The s-expression tree is 

(* sexpr.mli *)
type atom =
   | Atom_unit
   | Atom_int  of int
   | Atom_sym  of string

type expr =
   | Expr_atom of atom
   | Expr_list of expr list

The abstract syntax tree is 

(* ast.ml *)
open Sexpr

type sym = string

(* abstract syntax tree nodes *)
type expr =
   | Expr_unit
   | Expr_int    of int
   | Expr_sym    of sym

(* Sexp.atom -> Ast.expr *)
let ast_of_atom a =
   match a with
      | Atom_unit  -> Expr_unit
      | Atom_int n -> Expr_int n
      | Atom_sym s -> Expr_sym s

(* Sexp.expr -> Ast.expr *)
let rec ast_of_sexpr sx = match sx with
    | Expr_atom a -> ast_of_atom a
    | Expr_list l -> 
    match l with
       | []   -> ast_of_atom Atom_unit
       | [x]  -> ast_of_sexpr x
       | h::t -> ignore ( ast_of_sexpr h ); ast_of_sexpr ( Expr_list t )

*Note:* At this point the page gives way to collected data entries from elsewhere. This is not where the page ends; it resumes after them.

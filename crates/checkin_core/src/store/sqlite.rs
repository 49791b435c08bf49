//! SQLite-backed attendance store.
//!
//! Concurrent scanner instances each hold their own connection to the same
//! database file. Uniqueness of `(event_id, member_id)` is enforced by the
//! schema, so "granted" is decided by whether the insert changed a row.

use super::{AttendanceStore, LedgerSnapshot, StoreResult};
use crate::db::migrations::latest_version;
use crate::db::DbError;
use crate::model::event::EventId;
use crate::model::member::MemberId;
use rusqlite::{params, Connection, Transaction, TransactionBehavior};

const INSERT_IF_ABSENT_SQL: &str = "INSERT INTO attendance (event_id, member_id)
     VALUES (?1, ?2)
     ON CONFLICT (event_id, member_id) DO NOTHING;";

/// Attendance store over a migrated SQLite connection.
pub struct SqliteAttendanceStore<'conn> {
    conn: &'conn Connection,
}

impl<'conn> SqliteAttendanceStore<'conn> {
    /// Wraps a connection returned by [`crate::db::open_db`].
    ///
    /// # Errors
    /// - `UnsupportedSchemaVersion` when the connection's schema does not match
    ///   this binary (for example a raw, unmigrated connection).
    pub fn try_new(conn: &'conn Connection) -> StoreResult<Self> {
        let version = conn.query_row("PRAGMA user_version;", [], |row| row.get::<_, u32>(0))?;
        if version != latest_version() {
            return Err(DbError::UnsupportedSchemaVersion {
                db_version: version,
                latest_supported: latest_version(),
            }
            .into());
        }
        Ok(Self { conn })
    }
}

impl AttendanceStore for SqliteAttendanceStore<'_> {
    fn get(&self, event_id: EventId) -> StoreResult<Vec<MemberId>> {
        let mut stmt = self.conn.prepare_cached(
            "SELECT member_id FROM attendance
             WHERE event_id = ?1
             ORDER BY seq ASC;",
        )?;
        let members = stmt
            .query_map([event_id], |row| row.get::<_, String>(0))?
            .collect::<Result<Vec<_>, _>>()?;
        Ok(members)
    }

    fn record_if_absent(&self, event_id: EventId, member_id: &str) -> StoreResult<bool> {
        let changed = self
            .conn
            .execute(INSERT_IF_ABSENT_SQL, params![event_id, member_id])?;
        Ok(changed == 1)
    }

    fn snapshot(&self) -> StoreResult<LedgerSnapshot> {
        let mut stmt = self.conn.prepare_cached(
            "SELECT event_id, member_id FROM attendance
             ORDER BY event_id ASC, seq ASC;",
        )?;
        let mut rows = stmt.query([])?;
        let mut snapshot = LedgerSnapshot::new();
        while let Some(row) = rows.next()? {
            let event_id: EventId = row.get(0)?;
            let member_id: String = row.get(1)?;
            snapshot.insert(event_id, member_id);
        }
        Ok(snapshot)
    }

    fn merge_snapshot(&self, snapshot: &LedgerSnapshot) -> StoreResult<usize> {
        let tx = Transaction::new_unchecked(self.conn, TransactionBehavior::Immediate)?;
        let mut added = 0;
        {
            let mut stmt = tx.prepare_cached(INSERT_IF_ABSENT_SQL)?;
            for (event_id, members) in snapshot.iter() {
                for member_id in members {
                    added += stmt.execute(params![event_id, member_id])?;
                }
            }
        }
        tx.commit()?;
        Ok(added)
    }

    fn contains(&self, event_id: EventId, member_id: &str) -> StoreResult<bool> {
        let present = self.conn.query_row(
            "SELECT EXISTS(
                SELECT 1 FROM attendance WHERE event_id = ?1 AND member_id = ?2
             );",
            params![event_id, member_id],
            |row| row.get::<_, i64>(0),
        )?;
        Ok(present == 1)
    }

    fn count(&self, event_id: EventId) -> StoreResult<usize> {
        let count = self.conn.query_row(
            "SELECT COUNT(*) FROM attendance WHERE event_id = ?1;",
            [event_id],
            |row| row.get::<_, i64>(0),
        )?;
        Ok(usize::try_from(count).unwrap_or_default())
    }
}
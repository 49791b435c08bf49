//! Read models shared by the ledger and its derived views.
//!
//! # Responsibility
//! - Define the member/event shapes the core reads from external directories.
//! - Define the display-only `Badge` projection.
//!
//! # Invariants
//! - Attendee counts are never stored on `Event`; they are derived from the
//!   ledger at query time.
//! - `Badge` values are derived, never persisted (except static catalog rows).

pub mod badge;
pub mod event;
pub mod member;
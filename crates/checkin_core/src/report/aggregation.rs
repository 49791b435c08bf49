//! Aggregation engine over the attendance ledger.
//!
//! Only events present in the event directory contribute to totals, rankings
//! and summaries. Ledger entries for unknown events (possible after merging a
//! foreign snapshot) are ignored rather than reported.

use super::csv::ReportRow;
use crate::directory::{EventDirectory, MemberDirectory};
use crate::ledger::{AttendanceLedger, LedgerResult};
use crate::model::event::{Event, EventId};
use crate::model::member::{Member, MemberId};
use crate::store::AttendanceStore;
use std::collections::{BTreeMap, BTreeSet};

/// One row of the engagement ranking.
#[derive(Debug, Clone, PartialEq, Eq)]
pub struct EngagementEntry {
    pub member_id: MemberId,
    /// Number of distinct known events attended.
    pub event_count: usize,
}

/// Engagement entry joined with member metadata.
#[derive(Debug, Clone, PartialEq, Eq)]
pub struct RankedMember {
    pub member: Member,
    pub event_count: usize,
}

/// Attendance view of one event.
#[derive(Debug, Clone, PartialEq, Eq)]
pub struct EventSummary {
    pub event: Event,
    pub attendee_count: usize,
    /// Attendees in arrival order, resolved with the "Unknown" fallback.
    pub attendees: Vec<Member>,
}

/// System-wide totals.
#[derive(Debug, Clone, Copy, PartialEq, Eq)]
pub struct Census {
    pub total_members: usize,
    pub total_events: usize,
    pub total_attendance: usize,
}

/// Chapter selector for member reports.
#[derive(Debug, Clone, PartialEq, Eq)]
pub enum ChapterFilter {
    All,
    Chapter(String),
}

impl ChapterFilter {
    /// Parses operator input; blank or `all` (any case) selects every chapter.
    pub fn parse(value: &str) -> Self {
        let trimmed = value.trim();
        if trimmed.is_empty() || trimmed.eq_ignore_ascii_case("all") {
            Self::All
        } else {
            Self::Chapter(trimmed.to_string())
        }
    }

    pub fn matches(&self, member: &Member) -> bool {
        match self {
            Self::All => true,
            Self::Chapter(name) => member.chapter_or_school == *name,
        }
    }
}

/// Keeps ranking entries whose member belongs to the selected chapter.
///
/// Pure: the input slice is not modified and order is preserved.
pub fn filter_by_chapter(ranking: &[RankedMember], filter: &ChapterFilter) -> Vec<RankedMember> {
    ranking
        .iter()
        .filter(|entry| filter.matches(&entry.member))
        .cloned()
        .collect()
}

/// Keeps attendees whose display name or id contains `query`, ignoring case.
///
/// A blank query keeps everyone. Pure: order is preserved.
pub fn filter_attendees(attendees: &[Member], query: &str) -> Vec<Member> {
    let needle = query.trim().to_lowercase();
    attendees
        .iter()
        .filter(|member| {
            needle.is_empty()
                || member.display_name.to_lowercase().contains(&needle)
                || member.id.to_lowercase().contains(&needle)
        })
        .cloned()
        .collect()
}

/// Read-only aggregation over a ledger and the member directory.
pub struct AggregationEngine<'a, S: AttendanceStore, E: EventDirectory, M: MemberDirectory> {
    ledger: &'a AttendanceLedger<S, E>,
    members: &'a M,
}

impl<'a, S: AttendanceStore, E: EventDirectory, M: MemberDirectory> AggregationEngine<'a, S, E, M> {
    pub fn new(ledger: &'a AttendanceLedger<S, E>, members: &'a M) -> Self {
        Self { ledger, members }
    }

    /// Sum of attendee counts over all known events.
    pub fn total_attendance(&self) -> LedgerResult<usize> {
        self.ledger
            .events()
            .list_all()
            .iter()
            .map(|event| self.ledger.attendee_count(event.id))
            .sum()
    }

    /// Members by distinct known events attended, count desc then id asc.
    pub fn engagement_ranking(&self) -> LedgerResult<Vec<EngagementEntry>> {
        let snapshot = self.ledger.snapshot()?;
        let events = self.ledger.events();
        let mut counts: BTreeMap<&str, usize> = BTreeMap::new();
        for (event_id, members) in snapshot.iter() {
            if !events.exists(event_id) {
                continue;
            }
            for member_id in members {
                *counts.entry(member_id.as_str()).or_default() += 1;
            }
        }

        let mut ranking: Vec<EngagementEntry> = counts
            .into_iter()
            .map(|(member_id, event_count)| EngagementEntry {
                member_id: member_id.to_string(),
                event_count,
            })
            .collect();
        ranking.sort_by(|a, b| {
            b.event_count
                .cmp(&a.event_count)
                .then_with(|| a.member_id.cmp(&b.member_id))
        });
        Ok(ranking)
    }

    /// Engagement ranking with each member resolved.
    pub fn resolved_ranking(&self) -> LedgerResult<Vec<RankedMember>> {
        Ok(self
            .engagement_ranking()?
            .into_iter()
            .map(|entry| RankedMember {
                member: self.members.resolve_or_unknown(&entry.member_id),
                event_count: entry.event_count,
            })
            .collect())
    }

    /// Summary for every known event, in directory order.
    pub fn per_event_summary(&self) -> LedgerResult<Vec<EventSummary>> {
        self.ledger
            .events()
            .list_all()
            .into_iter()
            .map(|event| self.summarize(event))
            .collect()
    }

    /// Summary for one event, or `None` when the directory does not know it.
    pub fn event_summary(&self, event_id: EventId) -> LedgerResult<Option<EventSummary>> {
        match self.ledger.events().get(event_id) {
            Some(event) => self.summarize(event).map(Some),
            None => Ok(None),
        }
    }

    pub fn census(&self) -> LedgerResult<Census> {
        Ok(Census {
            total_members: self.members.total_members(),
            total_events: self.ledger.events().list_all().len(),
            total_attendance: self.total_attendance()?,
        })
    }

    /// Distinct chapter names from the member directory, sorted.
    pub fn chapters(&self) -> Vec<String> {
        self.members
            .list_all()
            .into_iter()
            .map(|member| member.chapter_or_school)
            .filter(|chapter| !chapter.trim().is_empty())
            .collect::<BTreeSet<_>>()
            .into_iter()
            .collect()
    }

    /// Attendance report rows (`event,date,memberId,name,chapter`).
    ///
    /// Returns an empty list for unknown events or events without attendees.
    pub fn attendance_report_rows(&self, event_id: EventId) -> LedgerResult<Vec<ReportRow>> {
        self.matching_attendance_report_rows(event_id, "")
    }

    /// Attendance report rows limited to attendees matching `query`
    /// (see [`filter_attendees`]).
    pub fn matching_attendance_report_rows(
        &self,
        event_id: EventId,
        query: &str,
    ) -> LedgerResult<Vec<ReportRow>> {
        let Some(summary) = self.event_summary(event_id)? else {
            return Ok(Vec::new());
        };
        Ok(filter_attendees(&summary.attendees, query)
            .iter()
            .map(|member| {
                ReportRow::new()
                    .with("event", &summary.event.title)
                    .with("date", &summary.event.date)
                    .with("memberId", &member.id)
                    .with("name", &member.display_name)
                    .with("chapter", &member.chapter_or_school)
            })
            .collect())
    }

    /// Engagement report rows (`id,name,chapter,events`) for one chapter filter.
    pub fn engagement_report_rows(&self, filter: &ChapterFilter) -> LedgerResult<Vec<ReportRow>> {
        let ranking = self.resolved_ranking()?;
        Ok(filter_by_chapter(&ranking, filter)
            .into_iter()
            .map(|entry| {
                ReportRow::new()
                    .with("id", &entry.member.id)
                    .with("name", &entry.member.display_name)
                    .with("chapter", &entry.member.chapter_or_school)
                    .with("events", entry.event_count)
            })
            .collect())
    }

    fn summarize(&self, event: Event) -> LedgerResult<EventSummary> {
        let attendees: Vec<Member> = self
            .ledger
            .attendees_for_event(event.id)?
            .iter()
            .map(|member_id| self.members.resolve_or_unknown(member_id))
            .collect();
        Ok(EventSummary {
            attendee_count: attendees.len(),
            event,
            attendees,
        })
    }
}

The function ast_of_sexpr needs to conform with the type signature

val ast_of_sexpr : Sexpr.expr -> expr.

This is my challenge; I can't figure out a way, that conforms with the type signature, to recurse into the s-expression tree (i.e. nested lists) and translate s-expression tree nodes to abstract syntax tree nodes.

In an ideal world, I could evaluate the list head and recurse over the tail in one expression. I've tried to emulate this ideal using sequencing. But this, of course, ignores the left-side value and will only output the last value when printing a parsed stream of tokens.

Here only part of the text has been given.